Giorgio de Chirico (1898-1978) fut l’un – peut-être même le premier – des initiateurs du surréalisme en peinture. En Belgique, la révélation de son œuvre constitua un choc majeur pour René Magritte, qui se plaisait à dire que, grâce à lui, « [s]es yeux ont vu la pensée pour la première fois ». Jusqu’au 2 juin 2019, une exposition exceptionnelle se tient au BAM de Mons, qui met en scène le dialogue entretenu par Magritte mais aussi Paul Delvaux et Jean Graverol avec la production du mage italien.

Le catalogue issu de cet événement se lit autant qu’il se contemple. De substantielles contributions nous permettent de pénétrer dans cet univers onirique et troublant. Face à une toile de Giorgio de Chirico, toute en apparente immobilité, le spectateur assiste bien à ce que Xavier Roland nomme avec justesse une « dramaturgie silencieuse ». Roland revient notamment sur l’importance du cadre citadin chez Chirico qui, dans ses tableaux mais aussi dans un roman méconnu intitulé Monsieur Dudron, ajoute, à la dimension esthétique de son art, un regard engagé sur l’urbanisme.
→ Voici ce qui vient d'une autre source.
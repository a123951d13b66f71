//! Drives an N-source by M-receiver grid of propagation lines and feeds
//! each receiver's accumulated signal through its directivity in one
//! batched call per pair (spec §4.8).

use aural_buffer::BufferMut;
use aural_core::Sample;

use crate::{error::Result, point::Point, propagation_line::PropagationLine, receiver::Receiver, source::Source};

/// An `N x M` grid of [`PropagationLine`]s (one per source/receiver pair)
/// plus a per-pair scratch buffer, reused across calls to [`Self::run`].
pub struct FreeFieldSim<S: Sample> {
    lines: Vec<Vec<PropagationLine<S>>>,
    scratch: Vec<Vec<Vec<S>>>,
}

impl<S: Sample> FreeFieldSim<S> {
    /// Build one propagation line per (source, receiver) pair, using the
    /// defaults documented on [`PropagationLine::with_defaults`].
    pub fn new(source_positions: &[Point], receiver_positions: &[Point], sampling_frequency: f64) -> Self {
        let lines = source_positions
            .iter()
            .map(|&s| {
                receiver_positions
                    .iter()
                    .map(|&r| PropagationLine::with_defaults(s.distance(&r), sampling_frequency))
                    .collect()
            })
            .collect();
        let scratch = vec![vec![Vec::new(); receiver_positions.len()]; source_positions.len()];
        Self { lines, scratch }
    }

    #[inline]
    pub fn num_sources(&self) -> usize {
        self.lines.len()
    }

    #[inline]
    pub fn num_receivers(&self) -> usize {
        self.lines.first().map_or(0, |row| row.len())
    }

    /// Retarget the line between `source_idx` and `receiver_idx` to a new
    /// distance, ramped over `ramp_time` seconds.
    pub fn set_distance(&mut self, source_idx: usize, receiver_idx: usize, distance: f64, ramp_time: f64) {
        self.lines[source_idx][receiver_idx].set_distance(distance, ramp_time);
    }

    /// Run `num_output_samples` ticks: for each sample index, write each
    /// source's input sample through every line to its receivers and park
    /// the read value in that pair's scratch buffer; once all ticks are
    /// done, hand each pair's accumulated buffer to the receiver in one
    /// batched `receive_add` call.
    pub fn run<B: BufferMut<S>>(
        &mut self,
        inputs: &[Vec<S>],
        sources: &[Source],
        receivers: &mut [Receiver<S>],
        outputs: &mut [B],
        num_output_samples: usize,
    ) -> Result<()> {
        let num_sources = self.num_sources();
        let num_receivers = self.num_receivers();
        assert_eq!(inputs.len(), num_sources, "one input buffer per source is required");
        assert_eq!(sources.len(), num_sources);
        assert_eq!(receivers.len(), num_receivers);
        assert_eq!(outputs.len(), num_receivers);
        for input in inputs {
            assert_eq!(input.len(), num_output_samples);
        }

        for row in &mut self.scratch {
            for buf in row {
                buf.clear();
                buf.resize(num_output_samples, S::ZERO);
            }
        }

        for i in 0..num_output_samples {
            for (s, row) in self.lines.iter_mut().enumerate() {
                for (r, line) in row.iter_mut().enumerate() {
                    line.write(inputs[s][i]);
                    self.scratch[s][r][i] = line.read()?;
                    line.tick(1);
                }
            }
        }

        for (s, row) in self.scratch.iter().enumerate() {
            for (r, buf) in row.iter().enumerate() {
                receivers[r].receive_add(buf, sources[s].position(), s, &mut outputs[r]);
            }
        }

        Ok(())
    }

    pub fn reset_state(&mut self) {
        for row in &mut self.lines {
            for line in row {
                line.reset();
            }
        }
    }
}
Chirico avait ainsi développé une vision de la ville harmonieuse et sereine, rejetant le spectacle « agité et mécanisé » qu’elle offrait aux contemporains. « Longtemps perçu comme rétrograde, ce discours trouve une forme de résonance dans les enjeux de nos villes actuelles » explique encore le directeur du BAM.

Laura Neve s’attache quant à elle à dégager l’influence spécifique de l’artiste sur les trois figures majeures du surréalisme belge convoquées ici. Chez Magritte, la présence de Chirico se fera sentir jusque dans la période Renoir des années 1940. André Delvaux « nordicisera », en les grisant et les bleutant, les tonalités couleurs chaudes et ocreuses, méditerranéennes, de ses paysages et de ses atmosphères tandis que, chez Graverol, l’influence se marque davantage dans le traitement des objets, incongrument associés, qui font culminer le processus de « rencontre fortuite » à la base, comme on le sait depuis Lautréamont, du surgissement de toute « beauté convulsive ». Lorenzo Canova envisage la période 1925-1929, où l’artiste vit à Paris la phase la plus lyrique de sa création. Jacqueline Munck revisite tout son parcours sous l’angle du rapport à la métaphysique. Enfin, Victoria Noël-Johnson se penche sur les liens privilégiés de Chirico avec l’exceptionnel collectionneur et bibliophile belge que fut René Gaffé.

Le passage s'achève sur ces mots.